What were the results of the discussion:

The issues:

  • it’s really difficult to know how to write something so that someone else can read it later and understand it
  • how to deal with time constraints people have with writing documentation

Both were key points made in the session which also came up in the survey responses. Many people pointed to these as the reason why even if documentation is written, it's just really hard to make sure that everyone on the team can understand it.

The solutions: There should be a person or people who reads through the documents that a person writes and when they’re done reading through the documentation they should add their comments and changes to the documents.

It's helpful to have a buddy system for documentation. So, if you write documentation have a buddy read through it and give you feedback. Likewise, if they have documentation, you should read through it and give them your edits.

In the first few weeks in the job, one can shadow other peoples’ jobs in the newsroom to understand their job, which can help with general understanding. Documentation should be done regularly, so there isn't scrambling in the last minute. It can also be helpful to have documentation days where the sole focus is on creating really good documentation.

Please note both of these lists/suggestions are incorporated into the bigger on-boarding and off-boarding lists I've shared, but these are just the ones that came up in the session.

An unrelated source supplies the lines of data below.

//! JSON-RPC 2.0 wire types
//!
//! Shared by the ACP subprocess transport and the approval echo path.

use serde::{Deserialize, Serialize};

/// ACP protocol version advertised during the initialize handshake
pub const ACP_PROTOCOL_VERSION: u32 = 1;

/// Client information sent during initialization
#[derive(Debug, Clone, Serialize, Deserialize)]
#[serde(rename_all = "camelCase")]
pub struct ClientInfo {
    pub name: String,
    pub version: String,
}

impl Default for ClientInfo {
    fn default() -> Self {
        Self {
            name: "Orbit".to_string(),
            version: env!("CARGO_PKG_VERSION").to_string(),
        }
    }
}

/// JSON-RPC 2.0 Request
#[derive(Debug, Clone, Serialize, Deserialize)]
pub struct JsonRpcRequest {
    pub jsonrpc: String,
    pub id: Option<serde_json::Value>,
    pub method: String,
    #[serde(skip_serializing_if = "Option::is_none")]
    pub params: Option<serde_json::Value>,
}

impl JsonRpcRequest {
    pub fn new(
        id: impl Into<serde_json::Value>,
        method: &str,
        params: Option<serde_json::Value>,
    ) -> Self {
        Self {
            jsonrpc: "2.0".to_string(),
            id: Some(id.into()),
            method: method.to_string(),
            params,
        }
    }

    pub fn notification(method: &str, params: Option<serde_json::Value>) -> Self {
        Self {
            jsonrpc: "2.0".to_string(),
            id: None,
            method: method.to_string(),
            params,
        }
    }
}

/// JSON-RPC 2.0 Response
#[derive(Debug, Clone, Serialize, Deserialize)]
pub struct JsonRpcResponse {
    pub jsonrpc: String,
    pub id: Option<serde_json::Value>,
    #[serde(skip_serializing_if = "Option::is_none")]
    pub result: Option<serde_json::Value>,
    #[serde(skip_serializing_if = "Option::is_none")]
    pub error: Option<JsonRpcError>,
}

impl JsonRpcResponse {
    pub fn success(id: serde_json::Value, result: serde_json::Value) -> Self {
        Self {
            jsonrpc: "2.0".to_string(),
            id: Some(id),
            result: Some(result),
            error: None,
        }
    }

    pub fn failure(id: serde_json::Value, code: i32, message: &str) -> Self {
        Self {
            jsonrpc: "2.0".to_string(),
            id: Some(id),
            result: None,
            error: Some(JsonRpcError {
                code,
                message: message.to_string(),
                data: None,
            }),
        }
    }
}

/// JSON-RPC 2.0 Error
#[derive(Debug, Clone, Serialize, Deserialize)]
pub struct JsonRpcError {
    pub code: i32,
    pub message: String,
    #[serde(skip_serializing_if = "Option::is_none")]
    pub data: Option<serde_json::Value>,
}

#[cfg(test)]
mod tests {
    use super::*;

    #[test]
    fn test_request_serialization() {
        let request = JsonRpcRequest::new(1, "session/list", Some(serde_json::json!({})));
        let json = serde_json::to_string(&request).unwrap();

        assert!(json.contains("\"jsonrpc\":\"2.0\""));
        assert!(json.contains("\"method\":\"session/list\""));
        assert!(json.contains("\"id\":1"));
    }

    #[test]
    fn test_notification_has_no_id() {
        let request = JsonRpcRequest::notification("session/update", None);
        assert!(request.id.is_none());

        let json = serde_json::to_string(&request).unwrap();
        assert!(!json.contains("\"params\""));
    }

    #[test]
    fn test_response_failure_shape() {
        let response = JsonRpcResponse::failure(serde_json::json!(7), -32601, "no such method");
        assert!(response.result.is_none());
        assert_eq!(response.error.as_ref().unwrap().code, -32601);
    }
}
//! Notification shape discrimination
//!
//! One explicit discriminator turns an arbitrary provider notification into
//! a tagged [`RawKind`] before any normalization happens; business logic
//! never probes raw JSON shapes directly.

use super::normalizer::{status_of, usage_of};
use crate::acp::AcpNotification;
use crate::types::{
    AcpApprovalPayload, ApprovalKind, ApprovalOption, EventCategory, SessionStatus, TokenUsage,
};
use serde_json::{Map, Value};

/// Classified notification, ready for buffering or immediate emission
#[derive(Debug)]
pub enum RawKind {
    /// Incremental piece of one logical event
    Delta {
        session_id: String,
        key: String,
        category: EventCategory,
        text: Option<String>,
        parent_id: Option<String>,
        payload: Map<String, Value>,
    },
    /// Terminal signal: flush the keyed buffer, or the whole session when
    /// no key is present
    Complete {
        session_id: String,
        key: Option<String>,
        usage: Option<TokenUsage>,
        payload: Map<String, Value>,
    },
    /// Session-level lifecycle change; flushes every open buffer
    Lifecycle {
        session_id: String,
        status: Option<SessionStatus>,
    },
    /// Permission prompt; bypasses buffering entirely
    Approval {
        session_id: String,
        payload: AcpApprovalPayload,
    },
    /// Free-form input request from the provider
    UserInput {
        session_id: String,
        prompt: Option<String>,
    },
    /// Unclassifiable; becomes a metadata event, raw preserved
    Unknown { session_id: Option<String> },
}

/// Discriminate an ACP notification
pub fn classify(notification: &AcpNotification) -> RawKind {
    let params = &notification.params;
    let session_id = params
        .get("sessionId")
        .and_then(|v| v.as_str())
        .map(str::to_string);

    match notification.method.as_str() {
        "session/update" => {
            let Some(session_id) = session_id else {
                return RawKind::Unknown { session_id: None };
            };
            classify_update(session_id, params)
        }
        "session/status" | "session/lifecycle" => {
            let Some(session_id) = session_id else {
                return RawKind::Unknown { session_id: None };
            };
            RawKind::Lifecycle {
                session_id,
                status: status_of(params),
            }
        }
        "session/request_permission" => {
            let Some(session_id) = session_id else {
                return RawKind::Unknown { session_id: None };
            };
            RawKind::Approval {
                session_id,
                payload: approval_payload(notification),
            }
        }
        "session/request_input" => {
            let Some(session_id) = session_id else {
                return RawKind::Unknown { session_id: None };
            };
            RawKind::UserInput {
                session_id,
                prompt: params
                    .get("prompt")
                    .and_then(|v| v.as_str())
                    .map(str::to_string),
            }
        }
        _ => RawKind::Unknown { session_id },
    }
}

fn classify_update(session_id: String, params: &Value) -> RawKind {
    let kind = params
        .get("sessionUpdate")
        .and_then(|v| v.as_str())
        .unwrap_or("");

    match kind {
        "user_message_chunk" => delta(session_id, params, EventCategory::UserMessage),
        "agent_message_chunk" => delta(session_id, params, EventCategory::AgentMessage),
        "agent_thought_chunk" | "thought" => delta(session_id, params, EventCategory::Reasoning),
        "plan" => delta_with_payload(
            session_id,
            params,
            EventCategory::Plan,
            &["entries"],
        ),
        "tool_call" => delta_with_payload(
            session_id,
            params,
            EventCategory::ToolCommand,
            &["toolCallId", "title", "kind", "status"],
        ),
        "tool_call_update" => {
            let status = params.get("status").and_then(|v| v.as_str()).unwrap_or("");
            if matches!(status, "completed" | "failed" | "cancelled") {
                let payload = pick(params, &["status", "output"]);
                RawKind::Complete {
                    session_id,
                    key: correlation_key(params),
                    usage: usage_of(params),
                    payload,
                }
            } else {
                delta_with_payload(
                    session_id,
                    params,
                    EventCategory::ToolCommand,
                    &["toolCallId", "status", "output"],
                )
            }
        }
        "diff" | "file_diff" => delta_with_payload(
            session_id,
            params,
            EventCategory::FileDiff,
            &["path", "hunks", "toolCallId"],
        ),
        "turn_complete" | "message_complete" | "complete" => RawKind::Complete {
            session_id,
            key: correlation_key(params),
            usage: usage_of(params),
            payload: Map::new(),
        },
        _ => RawKind::Unknown {
            session_id: Some(session_id),
        },
    }
}

fn delta(session_id: String, params: &Value, category: EventCategory) -> RawKind {
    RawKind::Delta {
        key: correlation_key(params).unwrap_or_else(|| format!("cat:{:?}", category)),
        session_id,
        category,
        text: chunk_text(params),
        parent_id: params
            .get("parentId")
            .and_then(|v| v.as_str())
            .map(str::to_string),
        payload: Map::new(),
    }
}

fn delta_with_payload(
    session_id: String,
    params: &Value,
    category: EventCategory,
    fields: &[&str],
) -> RawKind {
    match delta(session_id, params, category) {
        RawKind::Delta {
            session_id,
            key,
            category,
            text,
            parent_id,
            ..
        } => RawKind::Delta {
            session_id,
            key,
            category,
            text,
            parent_id,
            payload: pick(params, fields),
        },
        other => other,
    }
}

/// Correlation key: tool-call id, then message id, then turn id,
/// whichever the shape carries.
fn correlation_key(params: &Value) -> Option<String> {
    for field in ["toolCallId", "messageId", "turnId"] {
        if let Some(key) = params.get(field).and_then(|v| v.as_str()) {
            return Some(key.to_string());
        }
    }
    None
}

fn chunk_text(params: &Value) -> Option<String> {
    if let Some(text) = params
        .get("content")
        .and_then(|c| c.get("text"))
        .and_then(|v| v.as_str())
    {
        return Some(text.to_string());
    }
    params
        .get("text")
        .and_then(|v| v.as_str())
        .map(str::to_string)
}

fn pick(params: &Value, fields: &[&str]) -> Map<String, Value> {
    let mut payload = Map::new();
    for field in fields {
        if let Some(value) = params.get(*field) {
            if !value.is_null() {
                payload.insert((*field).to_string(), value.clone());
            }
        }
    }
    payload
}

fn approval_payload(notification: &AcpNotification) -> AcpApprovalPayload {
    let params = &notification.params;
    let options = params
        .get("options")
        .and_then(|v| v.as_array())
        .map(|items| {
            items
                .iter()
                .filter_map(|item| serde_json::from_value::<ApprovalOption>(item.clone()).ok())
                .collect::<Vec<_>>()
        })
        .unwrap_or_default();

    // Providers that send a bare prompt still need answerable options.
    let options = if options.is_empty() {
        vec![
            ApprovalOption {
                option_id: "allow".to_string(),
                kind: ApprovalKind::AllowOnce,
                label: None,
            },
            ApprovalOption {
                option_id: "reject".to_string(),
                kind: ApprovalKind::RejectOnce,
                label: None,
            },
        ]
    } else {
        options
    };

    AcpApprovalPayload {
        rpc_id: notification.rpc_id.clone().unwrap_or(Value::Null),
        tool_call_id: params
            .get("toolCallId")
            .and_then(|v| v.as_str())
            .unwrap_or_default()
            .to_string(),
        options,
    }
}
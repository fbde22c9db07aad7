//! Configuration loading
//!
//! Adapter settings are consumed from an external JSON file; a missing
//! file or missing fields mean defaults, never errors.

use crate::error::Result;
use crate::types::ProviderSettings;
use serde::{Deserialize, Serialize};
use std::collections::BTreeMap;
use std::path::{Path, PathBuf};
use tracing::{debug, info};

/// Relay socket settings
#[derive(Debug, Clone, Serialize, Deserialize)]
#[serde(rename_all = "camelCase")]
pub struct RelaySettings {
    #[serde(default = "default_client_addr")]
    pub client_addr: String,
    #[serde(default = "default_anchor_addr")]
    pub anchor_addr: String,
    /// How long a targeted frame waits for a late subscriber
    #[serde(default = "default_park_ttl_ms")]
    pub park_ttl_ms: u64,
}

fn default_client_addr() -> String {
    "127.0.0.1:8710".to_string()
}

fn default_anchor_addr() -> String {
    "127.0.0.1:8711".to_string()
}

fn default_park_ttl_ms() -> u64 {
    2000
}

impl Default for RelaySettings {
    fn default() -> Self {
        Self {
            client_addr: default_client_addr(),
            anchor_addr: default_anchor_addr(),
            park_ttl_ms: default_park_ttl_ms(),
        }
    }
}

/// Top-level configuration
#[derive(Debug, Clone, Serialize, Deserialize, Default)]
#[serde(rename_all = "camelCase")]
pub struct OrbitConfig {
    #[serde(default)]
    pub providers: BTreeMap<String, ProviderSettings>,
    #[serde(default)]
    pub relay: RelaySettings,
}

impl OrbitConfig {
    /// Default config location under the user's config directory
    pub fn default_path() -> Option<PathBuf> {
        dirs::config_dir().map(|d| d.join("orbit").join("config.json"))
    }

    /// Load from an explicit path, falling back to the default location.
    /// An absent file yields the default configuration.
    pub fn load(path: Option<&Path>) -> Result<Self> {
        let path = match path {
            Some(p) => p.to_path_buf(),
            None => match Self::default_path() {
                Some(p) => p,
                None => {
                    debug!("No config directory available, using defaults");
                    return Ok(Self::default());
                }
            },
        };

        if !path.exists() {
            debug!("Config file {:?} absent, using defaults", path);
            return Ok(Self::default());
        }

        let contents = std::fs::read_to_string(&path)?;
        let config: OrbitConfig = serde_json::from_str(&contents)?;
        info!(
            "Loaded config from {:?} ({} providers)",
            path,
            config.providers.len()
        );
        Ok(config)
    }

    /// Settings for one provider; unknown ids get defaults
    pub fn provider(&self, id: &str) -> ProviderSettings {
        self.providers.get(id).cloned().unwrap_or_default()
    }
}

Some key things to document:

  • installation guide & wiki: including but not limited to: tools, websites to bookmark, glossary of terms to know, guide to common data sets that are used, projects previously worked on & expectations of the job
  • project path: timeline, who are the key people in the process/order of this process
  • styleguide
  • newsroom organization chart (& include photos and what people do and not just their titles, which may not actually describe their job) & a map of the newsroom
  • rolodex of newsroom contacts & any notes on when they are good to contact, other quirks
  • FOI status: what data you have, clean version, messy version, key contacts, follow-ups

Off-boarding suggestions:

  • checklists: can include removing people from accounts (such as Facebook, Twitter), handing off email, Google Docs hand-off
  • newsroom exit interview with team: what went wrong, what went well, etc. & a time to answer any questions about what anyone in the newsroom wonders about your job (similar to office hours)

Reflections

A good point which was brought up in the session was general documentation and use cases. In the session, people mentioned those who go on a leave from the newsroom either for sabbatical or maternity leave. It’s important to also think about keeping a checklist so that these people are in loop with the newsroom and leaving the proper contact information for these folks.

Overall, the session went really well and gave me a good feel for how people actually feel about these processes (besides those who filled out my survey).

Next steps with survey and research

Throughout the summer and early fall, I conducted interviews (some on the phone and Skype). The rest was mostly through email since I'm currently located in Berlin on Central European Standard Time, so chatting with people in the United States required me to interview folks at night or on the weekend. I sent emails to people who filled out the survey and were okay with further questioning.

I did not ask respondents to fill in the dates in which they were in a newsroom. I did have a question about prior or current newsrooms, but I think it would have been helpful to have the dates of the times that people were in newsrooms. This is why there are more individual responses because some individuals filled the survey out for multiple newsrooms. When I emailed people for further questions, I asked them what was the timeframe they were in the newsroom for. For the purpose of this research, I am not including those dates, because the general issues that newsrooms experienced 60 years ago with documentation are still there today.